An Oxford University professor has said that a vaccine against the coronavirus' new mutations should be ready by October, Sky News reported.

According to the university's Professor Andrew Pollard, who heads the team working on the vaccine, tweaking the vaccine is a relatively fast process and needs only small trials before the vaccine can be rolled out.

He added that his team, which is producing the Oxford-AstraZeneca vaccine, is already working on the updates.

"I think the actual work on designing a new vaccine is very, very quick because it's essentially just switching out the genetic sequence for the spike protein, for the updated variants," he told an AstraZeneca media briefing. "And then there's manufacturing to do and then a small scale study. So all of that can be completed in a very short period of time, and the autumn is really the timing for having new vaccines available for use rather than for having the clinical trials run."

He explained that the new trials would include hundreds of people, but that, "The reason why it's such a small number is because, with an updated vaccine, the question is whether immune responses still look the same but against the new variants as they emerge. We don't need to run studies on a large scale to prove efficacy. And so that's why they're much quicker and much smaller to conduct."

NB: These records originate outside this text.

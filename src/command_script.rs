use anyhow::Result;
use serde::Deserialize;
use std::{collections::VecDeque, fs, path::Path};

use mdcommand_testkit::CommandRecord;

#[derive(Debug, Deserialize)]
#[serde(deny_unknown_fields)]
struct CommandScriptFile {
    #[serde(default)]
    name: Option<String>,
    steps: Vec<ScriptStep>,
}

/// One scheduled command and what it should produce.
#[derive(Debug, Clone, PartialEq, Eq, Deserialize)]
#[serde(deny_unknown_fields)]
pub struct ScriptStep {
    pub tick: u64,
    pub command: String,
    #[serde(default)]
    pub expect_result: Option<i32>,
    #[serde(default)]
    pub expect_success: Option<bool>,
}

impl ScriptStep {
    /// Describe every expectation `record` misses.
    pub fn check(&self, record: &CommandRecord) -> Vec<String> {
        let mut unmet = Vec::new();
        if let Some(expected) = self.expect_success {
            if expected != record.success {
                unmet.push(format!(
                    "tick {} `{}`: expected success={expected}, got {}",
                    self.tick, self.command, record.success
                ));
            }
        }
        if let Some(expected) = self.expect_result {
            if expected != record.result {
                unmet.push(format!(
                    "tick {} `{}`: expected result {expected}, got {}",
                    self.tick, self.command, record.result
                ));
            }
        }
        unmet
    }

    pub fn expects_failure(&self) -> bool {
        self.expect_success == Some(false)
    }
}

/// Deterministic command script runner.
///
/// Scripts are a list of `{tick, command}` steps, executed in file order.
#[derive(Debug)]
pub struct CommandScriptPlayer {
    name: Option<String>,
    pending: VecDeque<ScriptStep>,
}

impl CommandScriptPlayer {
    /// Load a command script from a JSON file on disk.
    pub fn from_path(path: &Path) -> Result<Self> {
        let contents = fs::read_to_string(path)?;
        Self::from_str(&contents)
    }

    /// Load a command script from an in-memory JSON string.
    #[allow(clippy::should_implement_trait)]
    pub fn from_str(contents: &str) -> Result<Self> {
        let file: CommandScriptFile = serde_json::from_str(contents)?;
        if file.steps.is_empty() {
            anyhow::bail!("command script contains no steps");
        }

        let mut pending = VecDeque::with_capacity(file.steps.len());
        let mut last_tick: Option<u64> = None;
        for mut step in file.steps {
            step.command = step.command.trim().to_string();
            if step.command.is_empty() {
                anyhow::bail!("command script contains an empty command");
            }

            if let Some(prev) = last_tick {
                if step.tick < prev {
                    anyhow::bail!("command script steps must be sorted by tick");
                }
            }
            last_tick = Some(step.tick);
            pending.push_back(step);
        }

        Ok(Self {
            name: file.name,
            pending,
        })
    }

    pub fn name(&self) -> Option<&str> {
        self.name.as_deref()
    }

    /// Tick of the next pending step.
    pub fn next_tick(&self) -> Option<u64> {
        self.pending.front().map(|step| step.tick)
    }

    /// Drain and return all steps scheduled for ticks `<= tick`.
    pub fn drain_ready(&mut self, tick: u64) -> Vec<ScriptStep> {
        let mut ready = Vec::new();
        while self.next_tick().is_some_and(|next| next <= tick) {
            if let Some(step) = self.pending.pop_front() {
                ready.push(step);
            }
        }
        ready
    }

    pub fn is_finished(&self) -> bool {
        self.pending.is_empty()
    }
}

AstraZeneca official Sir Mene Pangalos added: "Our ambition is to be ready for the next round of immunizations that may be necessary as we go into next winter. That's what we're aiming for."

"We're very much aiming to try and have something ready by the autumn. So, this year."

Though studies show that existing vaccines provide some protection against the South African mutation of COVID-19, they have also showed reduced efficacy against it.